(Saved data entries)
⁂

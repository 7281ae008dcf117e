//! Emit phase: serialize the styled tree into a self-contained HTML artifact.
//!
//! Public API: `payload(org, forest) -> OrgTree`, `render_html(&OrgTree)`.

mod surface;

use serde::Serialize;

use crate::error::OrgError;
use crate::parse::types::{Org, Orientation};
use crate::tree::{TreeNode, DEFAULT_COLOR};

/// The complete payload consumed by the rendering surface. Field names are a
/// compatibility contract: per-node keys are camelCase (`groupName`) while the
/// top level keeps `logo_url` as-is.
#[derive(Debug, Clone, Serialize)]
pub struct OrgTree {
    pub name: String,
    pub orientation: Orientation,
    pub logo_url: Option<String>,
    pub children: Vec<TreeNode>,
    pub legend: Vec<LegendEntry>,
}

/// One legend swatch per group, in original group order; never deduplicated
/// and never filtered to groups that appear in the tree.
#[derive(Debug, Clone, Serialize)]
pub struct LegendEntry {
    pub name: String,
    pub color: String,
}

/// Assemble the output payload from the org metadata and the styled forest.
pub fn payload(org: &Org, forest: Vec<TreeNode>) -> OrgTree {
    OrgTree {
        name: org.name.clone(),
        orientation: org.orientation,
        logo_url: org.logo_url.clone(),
        children: forest,
        legend: org
            .groups
            .iter()
            .map(|g| LegendEntry {
                name: g.name.clone(),
                color: g.color.clone().unwrap_or_else(|| DEFAULT_COLOR.to_string()),
            })
            .collect(),
    }
}

/// Render the payload into a single HTML page with the JSON inlined, so the
/// artifact needs no external data requests.
pub fn render_html(tree: &OrgTree) -> Result<String, OrgError> {
    let data = serde_json::to_string(tree)?;
    let title = tree.name.replace('&', "&amp;");
    let logo_html = match &tree.logo_url {
        Some(url) => format!("<img class=\"logo\" src=\"{url}\" alt=\"logo\"/>"),
        None => String::new(),
    };

    Ok(surface::TEMPLATE
        .replace("__TITLE__", &title)
        .replace("__DATA__", &data)
        .replace("__LOGO_HTML__", &logo_html))
}
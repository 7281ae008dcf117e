//! Parse phase: YAML → org model types.

pub mod types;

pub use types::*;

use crate::error::OrgError;

/// Deserialize an org YAML document into an `OrgFile`.
///
/// The single top-level `org` key is required; its absence (or any other
/// shape mismatch) is a fatal input error.
pub fn parse(yaml: &str) -> Result<OrgFile, OrgError> {
    serde_yaml::from_str::<OrgFile>(yaml)
        .map_err(|e| OrgError::Input(format!("failed to parse org YAML: {e}")))
}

⁂

Repeat exactly the lines from the first line of the records above through the line containing "inlined, so the", both included, and nothing else.

* EXERCISE RESPONSE
repository 7281ae008dcf117e
//! Emit phase: serialize the styled tree into a self-contained HTML artifact.
//!
//! Public API: `payload(org, forest) -> OrgTree`, `render_html(&OrgTree)`.

mod surface;

use serde::Serialize;

use crate::error::OrgError;
use crate::parse::types::{Org, Orientation};
use crate::tree::{TreeNode, DEFAULT_COLOR};

/// The complete payload consumed by the rendering surface. Field names are a
/// compatibility contract: per-node keys are camelCase (`groupName`) while the
/// top level keeps `logo_url` as-is.
#[derive(Debug, Clone, Serialize)]
pub struct OrgTree {
    pub name: String,
    pub orientation: Orientation,
    pub logo_url: Option<String>,
    pub children: Vec<TreeNode>,
    pub legend: Vec<LegendEntry>,
}

/// One legend swatch per group, in original group order; never deduplicated
/// and never filtered to groups that appear in the tree.
#[derive(Debug, Clone, Serialize)]
pub struct LegendEntry {
    pub name: String,
    pub color: String,
}

/// Assemble the output payload from the org metadata and the styled forest.
pub fn payload(org: &Org, forest: Vec<TreeNode>) -> OrgTree {
    OrgTree {
        name: org.name.clone(),
        orientation: org.orientation,
        logo_url: org.logo_url.clone(),
        children: forest,
        legend: org
            .groups
            .iter()
            .map(|g| LegendEntry {
                name: g.name.clone(),
                color: g.color.clone().unwrap_or_else(|| DEFAULT_COLOR.to_string()),
            })
            .collect(),
    }
}

/// Render the payload into a single HTML page with the JSON inlined, so the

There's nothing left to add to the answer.